Submitted by admin2 on Tue, 29/10/2019 - 5:04pm

Te Rūnanga-ā-Iwi o Ngāti Kahu
Land Claims Report for July 2019

1. Waitangi Tribunal – preparing to resume hearing
2. National Iwi Chairs Forum – attending the meeting of United Nations Expert Mechanism on the Rights of Indigenous Peoples

Summary
• The Tribunal has starting preparing for the hearing for our application for binding recommendations ordering the Crown to relinquish all State-Owned Enterprise and Crown Forest lands in Ngāti Kahu’s rohe.

• The work of the Independent Monitoring Mechanism of National Iwi Chairs Forum attracted a lot of attention and praise at the United Nations meeting of the Expert Mechanism on the Rights of Indigenous Peoples held in Geneva from 15-19 July. The Expert Mechanism held our work up as a model for other Indigenous Peoples of the world to follow. A number of Indigenous Peoples asked how we had been able to persuade the government to start drafting a National Plan of Action to implement the UN Declaration on the Rights of Indigenous Peoples.

1. Waitangi Tribunal – preparing to resume hearing
All those wanting to be heard by the Tribunal were asked to provide information about the lands they want ordered back to them, what research they have done and whether they have a report from the Tribunal. Ngāti Tara provided their information. We continue to argue that the lands be returned as directed by the hapū many years ago when we conducted a series of planning and consultation hui. As reported last month, we do not expect the hearing to take place until much later this year.

2. National Iwi Chairs Forum – attending the meeting of United Nations Expert Mechanism on the Rights of Indigenous Peoples
After the government agreed to a National Plan of Action to implement the United Nations Declaration on the Rights of Indigenous Peoples, Experts from the United Nations Expert Mechanism on the Rights of Indigenous People visited to provide advice on how to go about drafting it. The very helpful Advice Note the Experts wrote has now been finalised and released on the Expert Mechanism’s website. The report is available at https://www.ohchr.org/EN/Issues/IPeoples/EMRIP/Pages/Session12.aspx It contains very clear and helpful advice.

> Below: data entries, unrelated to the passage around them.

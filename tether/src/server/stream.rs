//! Raw output attach endpoints.
//!
//! `GET /streams/{streamid}/stdout` and `GET /streams/{streamid}/stderr`
//! take over the HTTP/1.1 connection: after `101 Switching Protocols` the
//! connection carries nothing but output bytes and is closed when the
//! stream ends. A client must send `Connection: Upgrade` and an `Upgrade`
//! header; the protocol name is echoed back.

use super::AppState;
use crate::streamer::{OutputKind, StreamId, Streamer};
use axum::extract::{Path, Request, State};
use axum::http::{header, HeaderValue, StatusCode};
use axum::response::{IntoResponse, Response};
use hyper::upgrade::OnUpgrade;
use hyper_util::rt::TokioIo;
use tether_shared::constants::upgrade;
use tokio::io::AsyncWriteExt;
use tracing::{debug, warn};

pub(super) async fn handle_stdout(
    State(state): State<AppState>,
    Path(id): Path<StreamId>,
    request: Request,
) -> Response {
    hijack(state.streamer, id, OutputKind::Stdout, request)
}

pub(super) async fn handle_stderr(
    State(state): State<AppState>,
    Path(id): Path<StreamId>,
    request: Request,
) -> Response {
    hijack(state.streamer, id, OutputKind::Stderr, request)
}

/// Answer with 101 and forward `kind` of `id` over the upgraded connection.
///
/// The registry is only consulted once the connection is upgraded.
fn hijack(streamer: Streamer, id: StreamId, kind: OutputKind, mut request: Request) -> Response {
    let Some(on_upgrade) = request.extensions_mut().remove::<OnUpgrade>() else {
        warn!(stream_id = %id, channel = %kind, "connection cannot be hijacked");
        return (
            StatusCode::INTERNAL_SERVER_ERROR,
            "connection cannot be hijacked",
        )
            .into_response();
    };

    let protocol = request
        .headers()
        .get(header::UPGRADE)
        .cloned()
        .unwrap_or_else(|| HeaderValue::from_static(upgrade::PROTOCOL));

    tokio::spawn(async move {
        let upgraded = match on_upgrade.await {
            Ok(upgraded) => upgraded,
            Err(e) => {
                warn!(stream_id = %id, channel = %kind, error = %e, "hijack failed");
                return;
            }
        };

        let mut conn = TokioIo::new(upgraded);
        let outcome = streamer.stream_output(id, kind, Some(&mut conn)).await;
        if let Err(e) = conn.shutdown().await {
            debug!(stream_id = %id, channel = %kind, error = %e, "close after forwarding failed");
        }
        debug!(stream_id = %id, channel = %kind, ?outcome, "hijacked connection closed");
    });

    (
        StatusCode::SWITCHING_PROTOCOLS,
        [
            (header::CONNECTION, HeaderValue::from_static("upgrade")),
            (header::UPGRADE, protocol),
        ],
    )
        .into_response()
}
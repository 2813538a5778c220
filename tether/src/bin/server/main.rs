//! Entry point for the tether server.

use clap::Parser;
use std::time::Duration;
use tether::{ServerOptions, StreamServer, StreamerOptions, TetherResult, Transport};
use tether_shared::constants::{network, streaming};
use tracing::info;

/// Tether Server - attachable stdout/stderr streams for spawned processes
#[derive(Parser, Debug)]
#[command(author, version, about = "Tether Server - attachable process output streams")]
struct ServerArgs {
    /// Listen URI
    ///
    /// Examples:
    ///   --listen tcp://127.0.0.1:7777
    ///   --listen unix:///run/tether.sock
    #[arg(short, long, env = "TETHER_LISTEN", default_value = network::DEFAULT_LISTEN)]
    listen: Transport,

    /// How long a finished process's output stays attachable, in milliseconds
    #[arg(long, env = "TETHER_GRACE_TIME_MS", default_value_t = streaming::DEFAULT_GRACE_TIME_MS)]
    grace_time_ms: u64,

    /// Maximum number of streams registered at once
    #[arg(long, env = "TETHER_MAX_STREAMS", default_value_t = u32::MAX)]
    max_streams: u32,

    /// Output chunks buffered per channel before reading from a process pauses
    #[arg(long, env = "TETHER_CHANNEL_CAPACITY", default_value_t = streaming::DEFAULT_CHANNEL_CAPACITY)]
    channel_capacity: usize,

    /// Log filter used when RUST_LOG is not set
    #[arg(long, default_value = "info")]
    log_level: String,
}

impl ServerArgs {
    fn options(&self) -> ServerOptions {
        ServerOptions {
            listen: self.listen.clone(),
            streamer: StreamerOptions {
                grace_time: Duration::from_millis(self.grace_time_ms),
                max_streams: self.max_streams,
            },
            channel_capacity: self.channel_capacity,
        }
    }
}

#[tokio::main]
async fn main() -> TetherResult<()> {
    let args = ServerArgs::parse();

    // Initialize tracing subscriber - respects RUST_LOG env var
    if let Err(e) = tracing_subscriber::fmt()
        .with_target(true)
        .with_writer(std::io::stderr)
        .with_env_filter(
            tracing_subscriber::EnvFilter::try_from_default_env()
                .unwrap_or_else(|_| tracing_subscriber::EnvFilter::new(&args.log_level)),
        )
        .try_init()
    {
        eprintln!("[ERROR] Failed to initialize tracing: {}", e);
    }

    info!("Tether server starting");

    let options = args.options();
    info!(
        listen = %options.listen,
        grace_time = ?options.streamer.grace_time,
        max_streams = options.streamer.max_streams,
        "Configuration loaded"
    );

    let server = StreamServer::new(options)?;
    server.run().await
}
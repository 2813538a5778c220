//! Stream registry.
//!
//! Lets HTTP consumers attach to the stdout/stderr of a running process at
//! any point in its life, including shortly after it exited.
//!
//! ## Lifecycle
//!
//! ```text
//! stream() ──► LIVE ──stop()──► STOPPED ──grace time──► removed
//! ```
//!
//! - `stream_stdout`/`stream_stderr` on a LIVE stream forward chunks until
//!   the stream is stopped, then drain what is buffered.
//! - On a STOPPED stream they only drain.
//! - On a removed (or never issued) id they return immediately.
//! - `stop` is only valid on a LIVE stream.
//!
//! The registry map is the only shared state. Its lock is held for map
//! operations only, never while forwarding.

mod entry;
mod error;
mod forward;
mod id;

pub use entry::{OutputKind, OutputReceiver, OutputSender};
pub use error::StreamerError;
pub use forward::ForwardOutcome;
pub use id::StreamId;

use crate::runtime::options::StreamerOptions;
use entry::StreamEntry;
use parking_lot::Mutex;
use std::collections::HashMap;
use std::sync::{Arc, Weak};
use std::time::Duration;
use tether_shared::errors::TetherResult;
use tokio::io::AsyncWrite;
use tracing::debug;

/// Registry of attachable output streams.
///
/// Cheap to clone; clones share the same registry. Create one per server
/// and pass it to whatever needs it.
#[derive(Clone)]
pub struct Streamer {
    inner: Arc<Inner>,
}

struct Inner {
    options: StreamerOptions,
    state: Mutex<State>,
}

#[derive(Default)]
struct State {
    next_id: u32,
    streams: HashMap<StreamId, Arc<StreamEntry>>,
}

impl State {
    /// Pick the next id at or after the cursor that is not registered.
    ///
    /// The cursor wraps at `max_streams`. Returns `None` when every id is taken.
    fn allocate(&mut self, max_streams: u32) -> Option<StreamId> {
        for _ in 0..max_streams {
            let candidate = StreamId::new(self.next_id);
            self.next_id = if self.next_id + 1 >= max_streams {
                0
            } else {
                self.next_id + 1
            };
            if !self.streams.contains_key(&candidate) {
                return Some(candidate);
            }
        }
        None
    }
}

impl Streamer {
    /// Registry with the full `u32` id space.
    ///
    /// `grace_time` bounds how long a stopped stream holds memory.
    pub fn new(grace_time: Duration) -> Self {
        Self::from_valid_options(StreamerOptions::with_grace_time(grace_time))
    }

    /// Registry allowing at most `max_streams` registered streams at once.
    pub fn with_limit(grace_time: Duration, max_streams: u32) -> TetherResult<Self> {
        Self::with_options(StreamerOptions {
            grace_time,
            max_streams,
        })
    }

    pub fn with_options(options: StreamerOptions) -> TetherResult<Self> {
        options.validate()?;
        Ok(Self::from_valid_options(options))
    }

    fn from_valid_options(options: StreamerOptions) -> Self {
        Self {
            inner: Arc::new(Inner {
                options,
                state: Mutex::new(State::default()),
            }),
        }
    }

    pub fn options(&self) -> &StreamerOptions {
        &self.inner.options
    }

    /// Register a stdout/stderr channel pair and return its id.
    ///
    /// The caller keeps the senders and must call [`Streamer::stop`] once the
    /// process has finished producing output, or the entry is never freed.
    ///
    /// # Errors
    ///
    /// [`StreamerError::CapacityExhausted`] if every id is registered. The
    /// receivers are dropped in that case. This indicates streams that were
    /// never stopped.
    pub fn stream(
        &self,
        stdout: OutputReceiver,
        stderr: OutputReceiver,
    ) -> Result<StreamId, StreamerError> {
        let max_streams = self.inner.options.max_streams;
        let mut state = self.inner.state.lock();

        let id = state
            .allocate(max_streams)
            .ok_or(StreamerError::CapacityExhausted { max_streams })?;
        state
            .streams
            .insert(id, Arc::new(StreamEntry::new(stdout, stderr)));

        debug!(stream_id = %id, registered = state.streams.len(), "stream registered");
        Ok(id)
    }

    /// Forward the stdout channel of `id` into `sink`.
    ///
    /// See [`Streamer::stream_output`].
    pub async fn stream_stdout<W>(&self, id: StreamId, sink: Option<W>) -> ForwardOutcome
    where
        W: AsyncWrite + Unpin,
    {
        self.stream_output(id, OutputKind::Stdout, sink).await
    }

    /// Forward the stderr channel of `id` into `sink`.
    ///
    /// See [`Streamer::stream_output`].
    pub async fn stream_stderr<W>(&self, id: StreamId, sink: Option<W>) -> ForwardOutcome
    where
        W: AsyncWrite + Unpin,
    {
        self.stream_output(id, OutputKind::Stderr, sink).await
    }

    /// Forward one channel of `id` into `sink` until the stream is stopped
    /// and drained, the sink rejects a write, or the producer hangs up.
    ///
    /// Returns immediately when `sink` is `None` or `id` is not registered.
    /// Neither case is an error: a consumer racing process exit and cleanup
    /// simply sees an empty stream.
    ///
    /// Consumers attaching to the same channel concurrently are served one
    /// after another.
    pub async fn stream_output<W>(
        &self,
        id: StreamId,
        kind: OutputKind,
        sink: Option<W>,
    ) -> ForwardOutcome
    where
        W: AsyncWrite + Unpin,
    {
        let Some(mut sink) = sink else {
            return ForwardOutcome::NoSink;
        };
        let Some(entry) = self.entry(id) else {
            debug!(stream_id = %id, channel = %kind, "attach to unknown stream");
            return ForwardOutcome::UnknownStream;
        };

        debug!(stream_id = %id, channel = %kind, "forwarding started");
        let outcome = forward::forward_until_stopped(&entry, kind, &mut sink).await;
        debug!(stream_id = %id, channel = %kind, ?outcome, "forwarding finished");
        outcome
    }

    /// Mark `id` as stopped and schedule its removal after the grace time.
    ///
    /// Consumers already forwarding drain what is buffered and return.
    /// Consumers attaching during the grace time drain and return.
    ///
    /// Must be called from within a Tokio runtime.
    ///
    /// # Errors
    ///
    /// Both errors are caller bugs in process lifecycle bookkeeping:
    /// - [`StreamerError::UnknownStream`] if `id` was never issued or was already removed
    /// - [`StreamerError::AlreadyStopped`] if `stop` was already called for `id`
    pub fn stop(&self, id: StreamId) -> Result<(), StreamerError> {
        {
            let state = self.inner.state.lock();
            let entry = state
                .streams
                .get(&id)
                .ok_or(StreamerError::UnknownStream(id))?;
            if !entry.stop() {
                return Err(StreamerError::AlreadyStopped(id));
            }
        }

        debug!(stream_id = %id, grace_time = ?self.inner.options.grace_time, "stream stopped");
        self.schedule_removal(id);
        Ok(())
    }

    fn schedule_removal(&self, id: StreamId) {
        let registry: Weak<Inner> = Arc::downgrade(&self.inner);
        let grace_time = self.inner.options.grace_time;

        tokio::spawn(async move {
            tokio::time::sleep(grace_time).await;

            let Some(inner) = registry.upgrade() else {
                return;
            };
            let removed = inner.state.lock().streams.remove(&id).is_some();
            if removed {
                debug!(stream_id = %id, "stream removed");
            }
        });
    }

    /// Whether `id` is currently registered (live or within its grace time).
    pub fn contains(&self, id: StreamId) -> bool {
        self.inner.state.lock().streams.contains_key(&id)
    }

    /// Whether `id` is registered and has been stopped.
    pub fn is_stopped(&self, id: StreamId) -> bool {
        self.entry(id).is_some_and(|entry| entry.is_stopped())
    }

    /// Number of registered streams, including stopped ones awaiting removal.
    pub fn len(&self) -> usize {
        self.inner.state.lock().streams.len()
    }

    pub fn is_empty(&self) -> bool {
        self.len() == 0
    }

    fn entry(&self, id: StreamId) -> Option<Arc<StreamEntry>> {
        self.inner.state.lock().streams.get(&id).cloned()
    }
}

impl std::fmt::Debug for Streamer {
    fn fmt(&self, f: &mut std::fmt::Formatter<'_>) -> std::fmt::Result {
        f.debug_struct("Streamer")
            .field("options", &self.inner.options)
            .field("registered", &self.len())
            .finish()
    }
}
//! Test helpers for tether.

use parking_lot::Mutex;
use std::future::Future;
use std::io;
use std::net::SocketAddr;
use std::pin::Pin;
use std::sync::Arc;
use std::task::{Context, Poll};
use std::time::Duration;
use tether::streamer::OutputSender;
use tether::{StreamId, Streamer};
use tether_shared::constants::upgrade;
use tokio::io::{AsyncReadExt, AsyncWrite, AsyncWriteExt};
use tokio::net::TcpStream;
use tokio::sync::mpsc;

// ============================================================================
// SINKS
// ============================================================================

/// An in-memory sink that can be told to reject writes.
///
/// Clones share the buffer, so a test can keep one clone and move another
/// into a forwarding task.
#[derive(Clone, Default)]
pub struct RecordingSink {
    inner: Arc<Mutex<SinkState>>,
}

#[derive(Default)]
struct SinkState {
    data: Vec<u8>,
    fail_next: bool,
    writes: usize,
}

impl RecordingSink {
    pub fn new() -> Self {
        Self::default()
    }

    /// Sink whose first write fails.
    pub fn failing_once() -> Self {
        let sink = Self::new();
        sink.fail_next_write();
        sink
    }

    pub fn fail_next_write(&self) {
        self.inner.lock().fail_next = true;
    }

    pub fn contents(&self) -> Vec<u8> {
        self.inner.lock().data.clone()
    }

    pub fn contents_string(&self) -> String {
        String::from_utf8_lossy(&self.inner.lock().data).into_owned()
    }

    /// Number of successful writes.
    pub fn writes(&self) -> usize {
        self.inner.lock().writes
    }
}

impl AsyncWrite for RecordingSink {
    fn poll_write(
        self: Pin<&mut Self>,
        _cx: &mut Context<'_>,
        buf: &[u8],
    ) -> Poll<io::Result<usize>> {
        let mut state = self.inner.lock();
        if state.fail_next {
            state.fail_next = false;
            return Poll::Ready(Err(io::Error::new(io::ErrorKind::BrokenPipe, "failed")));
        }
        state.data.extend_from_slice(buf);
        state.writes += 1;
        Poll::Ready(Ok(buf.len()))
    }

    fn poll_flush(self: Pin<&mut Self>, _cx: &mut Context<'_>) -> Poll<io::Result<()>> {
        Poll::Ready(Ok(()))
    }

    fn poll_shutdown(self: Pin<&mut Self>, _cx: &mut Context<'_>) -> Poll<io::Result<()>> {
        Poll::Ready(Ok(()))
    }
}

// ============================================================================
// PRODUCERS
// ============================================================================

/// Producer side of a registered stream.
pub struct Producer {
    pub id: StreamId,
    pub stdout: OutputSender,
    pub stderr: OutputSender,
}

impl Producer {
    pub async fn send_stdout(&self, chunk: &str) {
        self.stdout
            .send(chunk.as_bytes().to_vec())
            .await
            .expect("stdout receiver dropped");
    }

    pub async fn send_stderr(&self, chunk: &str) {
        self.stderr
            .send(chunk.as_bytes().to_vec())
            .await
            .expect("stderr receiver dropped");
    }
}

/// Register a fresh channel pair of `capacity` chunks with `streamer`.
pub fn register(streamer: &Streamer, capacity: usize) -> Producer {
    let (stdout, stdout_rx) = mpsc::channel(capacity);
    let (stderr, stderr_rx) = mpsc::channel(capacity);
    let id = streamer
        .stream(stdout_rx, stderr_rx)
        .expect("stream registration failed");
    Producer { id, stdout, stderr }
}

// ============================================================================
// WAITING
// ============================================================================

/// Poll `check` every few milliseconds until it returns true or `timeout` passes.
pub async fn eventually<F>(timeout: Duration, mut check: F) -> bool
where
    F: FnMut() -> bool,
{
    let deadline = tokio::time::Instant::now() + timeout;
    loop {
        if check() {
            return true;
        }
        if tokio::time::Instant::now() >= deadline {
            return false;
        }
        tokio::time::sleep(Duration::from_millis(5)).await;
    }
}

/// Run `fut`, panicking if it takes longer than `timeout`.
pub async fn within<F: Future>(timeout: Duration, fut: F) -> F::Output {
    tokio::time::timeout(timeout, fut)
        .await
        .expect("operation timed out")
}

// ============================================================================
// HTTP
// ============================================================================

/// Send a raw HTTP/1.1 request and return the whole response as text.
///
/// The request is sent with `Connection: close`, so the response ends at EOF.
pub async fn http_request(addr: SocketAddr, method: &str, path: &str, body: &str) -> String {
    let mut conn = TcpStream::connect(addr).await.expect("connect failed");
    let request = format!(
        "{method} {path} HTTP/1.1\r\nHost: {addr}\r\nConnection: close\r\n\
         Content-Type: application/json\r\nContent-Length: {}\r\n\r\n{body}",
        body.len()
    );
    conn.write_all(request.as_bytes())
        .await
        .expect("write failed");

    let mut response = Vec::new();
    conn.read_to_end(&mut response).await.expect("read failed");
    String::from_utf8_lossy(&response).into_owned()
}

/// Issue an upgrade request for `path` and read everything until the server closes.
///
/// Returns the response head (status line and headers) and the raw bytes after it.
pub async fn attach(addr: SocketAddr, path: &str) -> (String, Vec<u8>) {
    let mut conn = TcpStream::connect(addr).await.expect("connect failed");
    let request = format!(
        "GET {path} HTTP/1.1\r\nHost: {addr}\r\nConnection: Upgrade\r\nUpgrade: {}\r\n\r\n",
        upgrade::PROTOCOL
    );
    conn.write_all(request.as_bytes())
        .await
        .expect("write failed");

    let mut response = Vec::new();
    conn.read_to_end(&mut response).await.expect("read failed");
    split_head(&response)
}

/// Split a raw response at the blank line ending its head.
pub fn split_head(response: &[u8]) -> (String, Vec<u8>) {
    match response.windows(4).position(|w| w == b"\r\n\r\n") {
        Some(end) => (
            String::from_utf8_lossy(&response[..end]).into_owned(),
            response[end + 4..].to_vec(),
        ),
        None => (String::from_utf8_lossy(response).into_owned(), Vec::new()),
    }
}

Three members of the Monitoring Mechanism, Bill Hamilton, Tracey Whare and me, along with Jess Ngātai and Hēmi Pirihi from the Human Rights Commission attended the meeting of the Expert Mechanism in Geneva, Switzerland in July. We presented our report for this year (which is available on the Ngāti Kahu website) and reported on the Experts’ visit to this country.

I was somewhat taken aback by the high level of praise we received from all the members of the Expert Mechanism during the formal presentation on the Experts’ visit and Advice Note.
They were hugely grateful to us for having set an historical precedent not only by monitoring the government each year, but also by successfully persuading the government to start drafting a National Plan of Action to implement the Declaration. When we requested that they visit to give us formal advice on how to do that, it meant they could carry out their mandate in a practical way that is relevant to the people.

In the formal presentation to a room with about 400 Indigenous Peoples’ and government representatives, the Expert Mechanism asked us to explain how we had done it, what were the key elements to its success and how could others pick it up. I explained we could not have done it without people who know the United Nations and its processes really well, the strong support of the people for what we are doing, the support of the Minister and the backing of the Human Rights Commission.

The Te Puni Kōkiri official who attended had been and continued to try to be obstructive, but we found ways around her. And we were too busy talking with other Indigenous Peoples about how to get our governments to implement the Declaration.